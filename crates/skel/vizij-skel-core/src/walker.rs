//! Population traversal.
//!
//! One pre-order walk of the subtree under a skeleton root collects every
//! skeleton it meets and every skinnable node bound to a live skeleton. The
//! walk emits discoveries in pre-order; bindings are then assembled in the
//! order each skeleton was first discovered, either by visiting it or by a
//! target referencing it, whichever came first.
//!
//! With more than one worker thread the root's children are split into
//! contiguous chunks walked on scoped threads. Chunk outputs are concatenated
//! in child order, so the discovery sequence is the same as a sequential walk.

use hashbrown::HashMap;
use log::{debug, trace, warn};
use serde::Serialize;
use vizij_scene_core::{NodeKind, NodeRef, SceneGraph, ScenePath};

use crate::anim_query::AnimQuery;
use crate::binding::SkelBinding;
use crate::config::CacheConfig;
use crate::error::PopulateError;
use crate::resolver::RelationshipResolver;
use crate::skel_query::SkelQuery;
use crate::skinning_query::{SkinningData, SkinningQuery};
use crate::tokens;

/// Outcome of populating one root.
#[derive(Clone, Debug, Default)]
pub struct PopulationResult {
    root: ScenePath,
    generation: u64,
    bindings: Vec<SkelBinding>,
    skeletons: HashMap<ScenePath, SkelQuery>,
}

impl PopulationResult {
    pub fn root(&self) -> &ScenePath {
        &self.root
    }

    /// Scene generation observed while populating.
    pub fn generation(&self) -> u64 {
        self.generation
    }

    /// Bindings with at least one target, in first-discovery order.
    pub fn bindings(&self) -> &[SkelBinding] {
        &self.bindings
    }

    pub fn binding_for(&self, skeleton: &ScenePath) -> Option<&SkelBinding> {
        self.bindings
            .iter()
            .find(|b| b.skeleton().path() == Some(skeleton))
    }

    /// Every skeleton seen, bound or not.
    pub fn skel_query(&self, skeleton: &ScenePath) -> Option<&SkelQuery> {
        self.skeletons.get(skeleton)
    }

    pub fn skeletons(&self) -> impl Iterator<Item = (&ScenePath, &SkelQuery)> {
        self.skeletons.iter()
    }

    pub fn summary(&self) -> PopulationSummary {
        PopulationSummary {
            root: self.root.clone(),
            generation: self.generation,
            skeletons: self.skeletons.len(),
            bindings: self.bindings.len(),
            targets: self
                .bindings
                .iter()
                .map(|b| b.skinning_targets().len())
                .sum(),
        }
    }
}

/// Counts reported by a successful populate.
#[derive(Clone, Debug, PartialEq, Eq, Serialize)]
pub struct PopulationSummary {
    pub root: ScenePath,
    pub generation: u64,
    pub skeletons: usize,
    pub bindings: usize,
    pub targets: usize,
}

enum Discovery {
    Skeleton(SkelQuery),
    Target {
        skeleton: NodeRef,
        data: SkinningData,
        node: NodeRef,
    },
}

pub struct PopulationWalker<'s, S: SceneGraph + ?Sized> {
    scene: &'s S,
    config: &'s CacheConfig,
}

impl<'s, S: SceneGraph + Sync + ?Sized> PopulationWalker<'s, S> {
    pub fn new(scene: &'s S, config: &'s CacheConfig) -> Self {
        Self { scene, config }
    }

    /// Check that `root` names an active skeleton root.
    pub fn validate_root(&self, root: &ScenePath) -> Result<NodeRef, PopulateError> {
        let node = self
            .scene
            .node_at(root)
            .ok_or_else(|| PopulateError::RootNotFound(root.clone()))?;
        let kind = self.scene.kind(&node);
        if kind != NodeKind::Root {
            return Err(PopulateError::NotASkelRoot {
                path: root.clone(),
                kind,
            });
        }
        if !self.scene.is_active_in_hierarchy(&node) {
            return Err(PopulateError::InactiveRoot(root.clone()));
        }
        Ok(node)
    }

    pub fn walk(&self, root: &ScenePath) -> Result<PopulationResult, PopulateError> {
        let root_node = self.validate_root(root)?;
        let generation = self.scene.generation();
        let mut resolver = RelationshipResolver::bounded(self.scene, root.clone());

        let mut discoveries = Vec::new();
        self.visit(&mut resolver, &root_node, &mut discoveries);
        let children = if self.descends_into(&root_node) {
            self.scene.children(&root_node)
        } else {
            Vec::new()
        };

        let threads = self.config.effective_threads();
        if threads > 1 && children.len() >= self.config.min_parallel_children.max(2) {
            debug!(
                "walking {} children of '{}' on up to {} threads",
                children.len(),
                root,
                threads
            );
            discoveries.extend(self.walk_parallel(&resolver, &children, threads));
        } else {
            for child in children {
                self.walk_subtree(&mut resolver, child, &mut discoveries);
            }
        }

        Ok(self.assemble(&mut resolver, root, generation, discoveries))
    }

    fn descends_into(&self, node: &NodeRef) -> bool {
        self.config.include_instances || !self.scene.is_instance(node)
    }

    fn walk_subtree(
        &self,
        resolver: &mut RelationshipResolver<'s, S>,
        start: NodeRef,
        out: &mut Vec<Discovery>,
    ) {
        let mut stack = vec![start];
        while let Some(node) = stack.pop() {
            if !self.scene.is_active(&node) {
                trace!("skipping inactive subtree '{}'", node.path());
                continue;
            }
            self.visit(resolver, &node, out);
            if self.descends_into(&node) {
                stack.extend(self.scene.children(&node).into_iter().rev());
            }
        }
    }

    #[cfg(not(target_arch = "wasm32"))]
    fn walk_parallel(
        &self,
        resolver: &RelationshipResolver<'s, S>,
        children: &[NodeRef],
        threads: usize,
    ) -> Vec<Discovery> {
        let chunk_size = children.len().div_ceil(threads).max(1);
        let chunks: Vec<Vec<Discovery>> = std::thread::scope(|scope| {
            let handles: Vec<_> = children
                .chunks(chunk_size)
                .map(|chunk| {
                    let mut local = resolver.fork();
                    scope.spawn(move || {
                        let mut out = Vec::new();
                        for child in chunk {
                            self.walk_subtree(&mut local, child.clone(), &mut out);
                        }
                        out
                    })
                })
                .collect();
            handles
                .into_iter()
                .map(|handle| match handle.join() {
                    Ok(out) => out,
                    Err(panic) => std::panic::resume_unwind(panic),
                })
                .collect()
        });
        chunks.into_iter().flatten().collect()
    }

    #[cfg(target_arch = "wasm32")]
    fn walk_parallel(
        &self,
        resolver: &RelationshipResolver<'s, S>,
        children: &[NodeRef],
        _threads: usize,
    ) -> Vec<Discovery> {
        let mut local = resolver.fork();
        let mut out = Vec::new();
        for child in children {
            self.walk_subtree(&mut local, child.clone(), &mut out);
        }
        out
    }

    fn visit(
        &self,
        resolver: &mut RelationshipResolver<'s, S>,
        node: &NodeRef,
        out: &mut Vec<Discovery>,
    ) {
        match self.scene.kind(node) {
            NodeKind::Skeleton => {
                out.push(Discovery::Skeleton(self.skel_query(resolver, node)));
            }
            NodeKind::Skinnable => {
                if let Some((skeleton, data)) = self.skinning_data(resolver, node) {
                    out.push(Discovery::Target {
                        skeleton,
                        data,
                        node: node.clone(),
                    });
                }
            }
            _ => {}
        }
    }

    fn skel_query(&self, resolver: &mut RelationshipResolver<'s, S>, node: &NodeRef) -> SkelQuery {
        let anim = match resolver.resolve_animation_source(node) {
            Some(target) => AnimQuery::from_path(self.scene, &target.path, target.origin),
            None => AnimQuery::invalid(),
        };
        SkelQuery::from_node(self.scene, node, anim)
    }

    fn skinning_data(
        &self,
        resolver: &mut RelationshipResolver<'s, S>,
        node: &NodeRef,
    ) -> Option<(NodeRef, SkinningData)> {
        let target = resolver.resolve_skeleton(node)?;
        let Some(skeleton) = self.scene.node_at(&target.path) else {
            warn!(
                "'{}' is bound to missing skeleton '{}'",
                node.path(),
                target.path
            );
            return None;
        };
        if self.scene.kind(&skeleton) != NodeKind::Skeleton {
            warn!(
                "'{}' is bound to '{}', which is not a skeleton",
                node.path(),
                target.path
            );
            return None;
        }
        if !self.scene.is_active_in_hierarchy(&skeleton) {
            debug!(
                "'{}' is bound to inactive skeleton '{}'",
                node.path(),
                target.path
            );
            return None;
        }

        let data = SkinningData {
            skeleton: target.path,
            joint_indices: resolver.resolve_attribute(node, tokens::JOINT_INDICES),
            joint_weights: resolver.resolve_attribute(node, tokens::JOINT_WEIGHTS),
            joint_order: resolver.resolve_attribute(node, tokens::SKEL_JOINTS),
            blend_shapes: resolver.local_attribute(node, tokens::SKEL_BLEND_SHAPES),
            blend_shape_targets: resolver
                .local_targets(node, tokens::SKEL_BLEND_SHAPE_TARGETS)
                .unwrap_or_default(),
        };
        Some((skeleton, data))
    }

    fn assemble(
        &self,
        resolver: &mut RelationshipResolver<'s, S>,
        root: &ScenePath,
        generation: u64,
        discoveries: Vec<Discovery>,
    ) -> PopulationResult {
        let mut skeletons: HashMap<ScenePath, SkelQuery> = HashMap::new();
        let mut order: Vec<SkeletonSlot> = Vec::new();
        let mut slots: HashMap<ScenePath, usize> = HashMap::new();

        for discovery in discoveries {
            match discovery {
                Discovery::Skeleton(query) => {
                    let Some(path) = query.path().cloned() else {
                        continue;
                    };
                    slot_for(&mut slots, &mut order, &path);
                    skeletons.insert(path, query);
                }
                Discovery::Target {
                    skeleton,
                    data,
                    node,
                } => {
                    let slot = slot_for(&mut slots, &mut order, skeleton.path());
                    let entry = &mut order[slot];
                    entry.node.get_or_insert(skeleton);
                    entry.targets.push((node, data));
                }
            }
        }

        let mut external: Option<RelationshipResolver<'s, S>> = None;
        let mut bindings = Vec::new();
        for slot in order {
            if slot.targets.is_empty() {
                continue;
            }
            let query = match (skeletons.get(&slot.path), &slot.node) {
                (Some(query), _) => query.clone(),
                (None, Some(skeleton)) => {
                    // Bound from inside the root but not walked: outside the
                    // root, or behind an instance that was not expanded.
                    let query = if skeleton.path().has_prefix(root) {
                        self.skel_query(resolver, skeleton)
                    } else {
                        let unbounded = external
                            .get_or_insert_with(|| RelationshipResolver::unbounded(self.scene));
                        self.skel_query(unbounded, skeleton)
                    };
                    skeletons.insert(slot.path.clone(), query.clone());
                    query
                }
                (None, None) => continue,
            };
            let targets = slot
                .targets
                .into_iter()
                .map(|(node, data)| SkinningQuery::new(&node, data, query.joint_order()))
                .collect();
            bindings.push(SkelBinding::new(query, targets));
        }

        debug!(
            "populated '{}': {} skeletons, {} bindings",
            root,
            skeletons.len(),
            bindings.len()
        );
        PopulationResult {
            root: root.clone(),
            generation,
            bindings,
            skeletons,
        }
    }
}

/// Per-skeleton accumulator, kept in skeleton first-discovery order.
struct SkeletonSlot {
    path: ScenePath,
    /// Set when a target references the skeleton.
    node: Option<NodeRef>,
    targets: Vec<(NodeRef, SkinningData)>,
}

fn slot_for(
    slots: &mut HashMap<ScenePath, usize>,
    order: &mut Vec<SkeletonSlot>,
    path: &ScenePath,
) -> usize {
    *slots.entry(path.clone()).or_insert_with(|| {
        order.push(SkeletonSlot {
            path: path.clone(),
            node: None,
            targets: Vec::new(),
        });
        order.len() - 1
    })
}
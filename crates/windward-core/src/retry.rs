//! The single retry envelope.
//!
//! Every outbound call that may fail transiently goes through
//! [`retry_async`]; higher layers treat a returned failure as final.

use std::future::Future;
use std::time::Duration;

use tracing::{debug, warn};

use crate::constants::{P2P_BASE_DELAY_MS, P2P_MAX_DELAY_MS, P2P_MAX_RETRIES, P2P_TIMEOUT_MS};

/// Classifies whether an error is worth another attempt.
pub trait Retryable {
    fn is_retryable(&self) -> bool;
}

/// Marker produced when a single attempt exceeds its deadline. Callers'
/// error types convert it into their own timeout variant.
#[derive(Debug, Clone, Copy)]
pub struct AttemptTimeout {
    pub ms: u64,
}

/// Exponential-backoff policy: `max_attempts` tries, delay doubling from
/// `base_delay` capped at `max_delay`, each attempt bounded by
/// `attempt_timeout`.
#[derive(Debug, Clone, Copy)]
pub struct RetryPolicy {
    pub max_attempts: u32,
    pub base_delay: Duration,
    pub max_delay: Duration,
    pub attempt_timeout: Duration,
}

impl Default for RetryPolicy {
    fn default() -> Self {
        Self {
            max_attempts: P2P_MAX_RETRIES,
            base_delay: Duration::from_millis(P2P_BASE_DELAY_MS),
            max_delay: Duration::from_millis(P2P_MAX_DELAY_MS),
            attempt_timeout: Duration::from_millis(P2P_TIMEOUT_MS),
        }
    }
}

impl RetryPolicy {
    /// Worst-case wall-clock envelope: attempts × timeout plus all backoffs.
    pub fn deadline_envelope(&self) -> Duration {
        let mut total = self.attempt_timeout * self.max_attempts;
        let mut delay = self.base_delay;
        for _ in 1..self.max_attempts {
            total += delay;
            delay = (delay * 2).min(self.max_delay);
        }
        total
    }
}

/// Run `op` under `policy`. Retries only errors that classify retryable;
/// a timed-out attempt counts as retryable. The error of the final attempt
/// is returned unchanged.
pub async fn retry_async<T, E, F, Fut>(policy: &RetryPolicy, label: &str, mut op: F) -> Result<T, E>
where
    E: Retryable + From<AttemptTimeout> + std::fmt::Display,
    F: FnMut(u32) -> Fut,
    Fut: Future<Output = Result<T, E>>,
{
    let mut delay = policy.base_delay;
    let attempts = policy.max_attempts.max(1);

    for attempt in 1..=attempts {
        let result = match tokio::time::timeout(policy.attempt_timeout, op(attempt)).await {
            Ok(r) => r,
            Err(_) => Err(E::from(AttemptTimeout {
                ms: policy.attempt_timeout.as_millis() as u64,
            })),
        };

        match result {
            Ok(v) => {
                if attempt > 1 {
                    debug!(%label, attempt, "succeeded after retry");
                }
                return Ok(v);
            }
            Err(e) if attempt < attempts && e.is_retryable() => {
                warn!(%label, attempt, error = %e, delay_ms = delay.as_millis() as u64, "retrying");
                tokio::time::sleep(delay).await;
                delay = (delay * 2).min(policy.max_delay);
            }
            Err(e) => return Err(e),
        }
    }

    unreachable!("retry loop always returns within max_attempts")
}

#[cfg(test)]
mod tests {
    use super::*;
    use std::sync::atomic::{AtomicU32, Ordering};

    #[derive(Debug)]
    enum TestError {
        Transient,
        Permanent,
        TimedOut(u64),
    }

    impl std::fmt::Display for TestError {
        fn fmt(&self, f: &mut std::fmt::Formatter<'_>) -> std::fmt::Result {
            write!(f, "{self:?}")
        }
    }

    impl Retryable for TestError {
        fn is_retryable(&self) -> bool {
            matches!(self, TestError::Transient | TestError::TimedOut(_))
        }
    }

    impl From<AttemptTimeout> for TestError {
        fn from(t: AttemptTimeout) -> Self {
            TestError::TimedOut(t.ms)
        }
    }

    fn fast_policy() -> RetryPolicy {
        RetryPolicy {
            max_attempts: 3,
            base_delay: Duration::from_millis(1),
            max_delay: Duration::from_millis(4),
            attempt_timeout: Duration::from_millis(50),
        }
    }

    #[tokio::test]
    async fn transient_errors_retry_until_success() {
        let calls = AtomicU32::new(0);
        let result: Result<u32, TestError> = retry_async(&fast_policy(), "test", |_| async {
            if calls.fetch_add(1, Ordering::SeqCst) < 2 {
                Err(TestError::Transient)
            } else {
                Ok(99)
            }
        })
        .await;
        assert_eq!(result.unwrap(), 99);
        assert_eq!(calls.load(Ordering::SeqCst), 3);
    }

    #[tokio::test]
    async fn permanent_errors_return_immediately() {
        let calls = AtomicU32::new(0);
        let result: Result<u32, TestError> = retry_async(&fast_policy(), "test", |_| async {
            calls.fetch_add(1, Ordering::SeqCst);
            Err(TestError::Permanent)
        })
        .await;
        assert!(matches!(result, Err(TestError::Permanent)));
        assert_eq!(calls.load(Ordering::SeqCst), 1, "no retry on permanent error");
    }

    #[tokio::test]
    async fn exhausted_retries_surface_last_error() {
        let calls = AtomicU32::new(0);
        let result: Result<u32, TestError> = retry_async(&fast_policy(), "test", |_| async {
            calls.fetch_add(1, Ordering::SeqCst);
            Err(TestError::Transient)
        })
        .await;
        assert!(matches!(result, Err(TestError::Transient)));
        assert_eq!(calls.load(Ordering::SeqCst), 3);
    }

    #[tokio::test]
    async fn slow_attempts_convert_to_timeouts() {
        let policy = RetryPolicy {
            max_attempts: 2,
            base_delay: Duration::from_millis(1),
            max_delay: Duration::from_millis(2),
            attempt_timeout: Duration::from_millis(10),
        };
        let result: Result<u32, TestError> = retry_async(&policy, "slow", |_| async {
            tokio::time::sleep(Duration::from_secs(5)).await;
            Ok(1)
        })
        .await;
        assert!(matches!(result, Err(TestError::TimedOut(10))));
    }

    #[test]
    fn envelope_accounts_for_backoff() {
        let p = fast_policy();
        // 3 × 50ms timeouts + 1ms + 2ms backoff
        assert_eq!(p.deadline_envelope(), Duration::from_millis(153));
    }
}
========
### [Exercise instructions]
From the line that holds "let p = fast_policy();" down to the last line of the material, copy every line exactly and add nothing.

### [Answer area]
        let p = fast_policy();
        // 3 × 50ms timeouts + 1ms + 2ms backoff
        assert_eq!(p.deadline_envelope(), Duration::from_millis(153));
    }
}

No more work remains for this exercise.